Red Brigades convict says all Italy will get is her 'corpse' 25/07/2008 00:00
A convicted Red Brigade member due to be extradited from France to Italy has vowed that the only thing she will give up is her "corpse", says her husband.
25 July 2008
PARIS - A convicted Red Brigade member due to be extradited from France to Italy has vowed that the only thing she will give up is her "corpse," her husband told French radio Thursday.
Marina Petrella, 54, was moved Wednesday from a prison outside Paris to a psychiatric hospital in the French capital, where she has "given up on life", according to doctors treating her.
Petrella was sentenced to life by a court in Rome in 1992 in absentia for killing a police officer and seriously wounding his driver. She was also charged with staging an armed attack.
"She looked me in the eyes and said 'I know that this will be hard, but the only thing they will get is my corpse, nothing else'," Hamed Merakchi told Europe 1.

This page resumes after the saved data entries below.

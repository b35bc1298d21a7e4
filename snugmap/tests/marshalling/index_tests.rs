use crate::support::*;
use snugmap::{IndexDefinition, compile_schema};

fn compile_one(field: FieldDefinition, data_structure: DataStructure) -> (Vec<String>, Vec<String>) {
    let schema = Schema::new("TestEntity", [field], options(data_structure)).unwrap();
    let compiled = compile_schema(&schema);
    (compiled.arguments, compiled.warnings)
}

#[test]
fn json_string_fields() {
    let (arguments, warnings) = compile_one(FieldDefinition::string("aField"), DataStructure::Json);
    assert_eq!(arguments, ["$.aField", "AS", "aField", "TAG", "SEPARATOR", "|"]);
    assert!(warnings.is_empty());

    let (arguments, _) = compile_one(FieldDefinition::string("aField").with_case_sensitive(true), DataStructure::Json);
    assert_eq!(arguments, ["$.aField", "AS", "aField", "TAG", "CASESENSITIVE", "SEPARATOR", "|"]);

    let (arguments, _) = compile_one(FieldDefinition::string("aField").with_indexed(false), DataStructure::Json);
    assert_eq!(arguments, ["$.aField", "AS", "aField", "TAG", "SEPARATOR", "|", "NOINDEX"]);

    let (arguments, _) = compile_one(
        FieldDefinition::string("aField").with_path("$.foo.bar").with_separator(';'),
        DataStructure::Json,
    );
    assert_eq!(arguments, ["$.foo.bar", "AS", "aField", "TAG", "SEPARATOR", ";"]);
}

#[test]
fn sortable_json_tags_are_ignored_with_a_warning() {
    let (arguments, warnings) = compile_one(FieldDefinition::string("aField").with_sortable(true), DataStructure::Json);
    assert_eq!(arguments, ["$.aField", "AS", "aField", "TAG", "SEPARATOR", "|"]);
    assert_eq!(
        warnings,
        ["You have marked a string field as sortable but RediSearch doesn't support the SORTABLE argument on a TAG for JSON. Ignored."]
    );

    let (_, warnings) = compile_one(FieldDefinition::string_array("aField").with_sortable(true), DataStructure::Json);
    assert!(warnings[0].starts_with("You have marked a string[] field as sortable"));
}

#[test]
fn sortable_hash_tags_are_honoured() {
    let (arguments, warnings) = compile_one(FieldDefinition::string("aField").with_sortable(true), DataStructure::Hash);
    assert_eq!(arguments, ["aField", "AS", "aField", "TAG", "SEPARATOR", "|", "SORTABLE"]);
    assert!(warnings.is_empty());
}

#[test]
fn string_lists_index_their_elements() {
    let (arguments, _) = compile_one(FieldDefinition::string_array("aField"), DataStructure::Json);
    assert_eq!(arguments, ["$.aField[*]", "AS", "aField", "TAG", "SEPARATOR", "|"]);

    let (arguments, _) = compile_one(FieldDefinition::string_array("aField").with_hash_field("af"), DataStructure::Hash);
    assert_eq!(arguments, ["af", "AS", "aField", "TAG", "SEPARATOR", "|"]);
}

#[test]
fn schema_order_is_argument_order() {
    let schema = bigfoot_schema(DataStructure::Hash);
    let compiled = compile_schema(&schema);
    assert_eq!(
        compiled.arguments,
        [
            "title", "AS", "title", "TEXT",
            "county", "AS", "county", "TAG", "SEPARATOR", "|",
            "state", "AS", "state", "TAG", "SEPARATOR", "|",
            "eyewitness", "AS", "eyewitness", "TAG",
            "temperature", "AS", "temperature", "NUMERIC",
            "tags", "AS", "tags", "TAG", "SEPARATOR", "|",
            "moreTags", "AS", "moreTags", "TAG", "SEPARATOR", "&",
        ]
    );
    assert!(!compiled.has_warnings());
}

#[test]
fn definitions_describe_the_whole_index() {
    let schema = Schema::new(
        "Bigfoot",
        bigfoot_fields(),
        SchemaOptions::json()
            .with_prefix("sightings")
            .with_index_name("sightings-idx")
            .with_stop_words(StopWords::Off),
    )
    .unwrap();
    let definition = IndexDefinition::from_schema(&schema);
    let arguments = definition.arguments();

    assert_eq!(
        &arguments[..8],
        ["sightings-idx", "ON", "JSON", "PREFIX", "1", "sightings:", "STOPWORDS", "0"]
    );
    assert_eq!(arguments[8], "SCHEMA");
    assert_eq!(&arguments[9..13], ["$.title", "AS", "title", "TEXT"]);
    assert_eq!(definition.hash_name, "Bigfoot:index:hash");
}

#[test]
fn fingerprint_changes_with_the_schema() {
    let before = bigfoot_schema(DataStructure::Hash).index_definition();
    let mut fields = bigfoot_fields();
    fields[4] = FieldDefinition::number("temperature").with_sortable(true);
    let after = Schema::new("Bigfoot", fields, SchemaOptions::hash()).unwrap().index_definition();

    let stored = before.fingerprint();
    assert!(!before.needs_rebuild(Some(&stored)));
    assert!(after.needs_rebuild(Some(&stored)));

    let command = commands::store_fingerprint_command(&after);
    let packed = String::from_utf8(command.get_packed_command()).unwrap();
    assert!(packed.contains(&after.fingerprint()));
}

"I found her extremely feeble. You would think she had aged 20 years. She looks like a little old woman," added Merakchi, who hoped her case would be reconsidered, saying France is "not a country of savages".
A warrant was issued in June for her extradition, since when she has become "depressive and suicidal," with doctor Jean-Francois Bloch-Laine saying that she weighs only 39 kilograms.
French President Nicolas Sarkozy's agreement to a request from Italian Prime Minister Silvio Berulsconi to extradite Petrella, who had settled in France in 1993, was accompanied by a call for clemency.
Sarkozy told reporters that Berlusconi "would intervene with the Italian president to try to obtain clemency," however Italian President Giorgio Napolitano's office ruled out an automatic pardon.
A statement said Petrella had been sentenced to life imprisonment for "numerous and extremely serious terrorist crimes" and had so far escaped justice.
The mother of two daughters - aged 25 and 10 - does not claim to be staging a hunger strike, but is eating very little, according to doctors, with her lawyer warning she is a suicide risk if she returns to Italy.
Sarkozy's decision was attacked by the opposition Socialist Party, citing then president Francois Mitterrand's 1985 offer of political asylum to former leftist extremists provided they renounced their stance.
Activists accused Sarkozy of hypocrisy after he offered a safe haven earlier this year to FARC rebels in Colombia as part of negotiations to free Ingrid Betancourt and other hostages.
The Red Brigades, a Marxist-Leninist group formed in the 1970s, sought to create a revolutionary state through armed struggle and to separate Italy from the Western alliance.
Among their most notorious actions was the kidnapping and murder of Italy's former Christian Democrat prime minister Aldo Moro.
Napolitano has in the past pardoned some former militants: in May 2006 he granted an amnesty to Ovidio Bompressi on health grounds. Bompressi was serving a 22-year sentence for murdering a police commissioner in 1972.